Kristen and I are not alone in our results. Over the course of the past fifteen years, I have applied this same program to everyone from top pro athletes to celebrities to everyday people of all shapes and sizes. Across the board, everyone who has completed my foam rolling program has undergone a complete transformation not only physically but also mentally and emotionally. Even more than seeing clients who transform their physique, I love to watch clients use this program as a means of combating and resolving chronic pain. It’s like giving someone the gift of freedom.

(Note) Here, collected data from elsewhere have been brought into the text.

use serde::{Deserialize, Serialize};
use std::fmt;
use std::str::FromStr;
use uuid::Uuid;

/// Error type for parsing an ID from a string.
#[derive(Debug, Clone, PartialEq, Eq)]
pub struct ParseIdError {
    kind: &'static str,
    raw: String,
}

impl ParseIdError {
    #[must_use]
    pub fn kind(&self) -> &'static str {
        self.kind
    }
}

impl fmt::Display for ParseIdError {
    fn fmt(&self, f: &mut fmt::Formatter<'_>) -> fmt::Result {
        write!(f, "failed to parse {} from {:?}", self.kind, self.raw)
    }
}

impl std::error::Error for ParseIdError {}

// Every record in the hosted store is keyed by a uuid. The newtypes keep
// user, category and question ids from being swapped at call sites.
macro_rules! uuid_id {
    ($(#[$meta:meta])* $name:ident) => {
        $(#[$meta])*
        #[derive(Clone, Copy, PartialEq, Eq, Hash, PartialOrd, Ord, Serialize, Deserialize)]
        #[serde(transparent)]
        pub struct $name(Uuid);

        impl $name {
            #[must_use]
            pub const fn new(id: Uuid) -> Self {
                Self(id)
            }

            /// Generates a fresh random (v4) id.
            #[must_use]
            pub fn random() -> Self {
                Self(Uuid::new_v4())
            }

            /// Builds an id from a small integer. Handy for fixtures and seeds.
            #[must_use]
            pub const fn from_u128(value: u128) -> Self {
                Self(Uuid::from_u128(value))
            }

            #[must_use]
            pub fn value(&self) -> Uuid {
                self.0
            }
        }

        impl fmt::Debug for $name {
            fn fmt(&self, f: &mut fmt::Formatter<'_>) -> fmt::Result {
                write!(f, "{}({})", stringify!($name), self.0)
            }
        }

        impl fmt::Display for $name {
            fn fmt(&self, f: &mut fmt::Formatter<'_>) -> fmt::Result {
                write!(f, "{}", self.0)
            }
        }

        impl FromStr for $name {
            type Err = ParseIdError;

            fn from_str(s: &str) -> Result<Self, Self::Err> {
                Uuid::parse_str(s.trim()).map(Self).map_err(|_| ParseIdError {
                    kind: stringify!($name),
                    raw: s.to_owned(),
                })
            }
        }
    };
}

uuid_id!(
    /// Stable identifier issued by the identity provider for a signed-in user.
    UserId
);
uuid_id!(
    /// Unique identifier for a Category
    CategoryId
);
uuid_id!(
    /// Unique identifier for a Question
    QuestionId
);
uuid_id!(
    /// Row identifier of a completion mark.
    CompletionId
);

// ─── Tests ─────────────────────────────────────────────────────────────────────

#[cfg(test)]
mod tests {
    use super::*;

    #[test]
    fn question_id_display_is_hyphenated_uuid() {
        let id = QuestionId::from_u128(42);
        assert_eq!(id.to_string(), "00000000-0000-0000-0000-00000000002a");
    }

    #[test]
    fn category_id_from_str() {
        let id: CategoryId = "00000000-0000-0000-0000-000000000007".parse().unwrap();
        assert_eq!(id, CategoryId::from_u128(7));
    }

    #[test]
    fn user_id_from_str_trims_whitespace() {
        let id: UserId = " 00000000-0000-0000-0000-000000000001\n".parse().unwrap();
        assert_eq!(id, UserId::from_u128(1));
    }

    #[test]
    fn from_str_invalid_reports_kind() {
        let err = "not-a-uuid".parse::<QuestionId>().unwrap_err();
        assert_eq!(err.kind(), "QuestionId");
        assert!(err.to_string().contains("not-a-uuid"));
    }
}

I know it sounds like hocus-pocus that ten minutes per day of foam rolling can lead to such transformative results, but there’s actually a proven science to the program I’ve designed. The foam roller works in a way that nothing else on the market right now does because it targets a newly discovered organ: fascia, or connective tissue. We’re ultimately working with the fascia on the foam roller, and that’s why this technique is so innovative. We’ll delve into what fascia is and why it matters in the next chapter, but for now, suffice it to say that the science and medical communities really only came to discover fascia and its role in our physiology in the past decade—2006, to be exact. Working with fascia is still a revolutionary, cutting-edge approach to fitness, as it essentially offers a means to simply and effectively reshape the body.
I first discovered the roller more than fifteen years ago when I was working as a personal trainer at a health club in Manhattan Beach, California. As many trainers and physical therapists do, I learned how to use the roller for self-massage. I immediately loved this technique and used it with my clients from day one to warm them up before their workout program. Fast-forward to my first Pilates workshop a few years later, and I was reintroduced to the roller as a tool for mimicking many of the elongating and core-strengthening moves traditionally performed on expensive Pilates equipment. This was a breakthrough moment for me because it allowed me to empower my clients, whenever and wherever they were, with an easy way of consistently performing the Pilates moves. I couldn’t help but notice that once my Pilates clients began incorporating the roller into their routine, their bodies transformed more rapidly. A few years later, I went to school for Structural Integration and learned so much more about the body, fascia, and the anatomy of movement. This knowledge allowed me to take rolling to an entirely new level, and formed the basis of the program you’re about to embark on over the course of the next twenty-one days.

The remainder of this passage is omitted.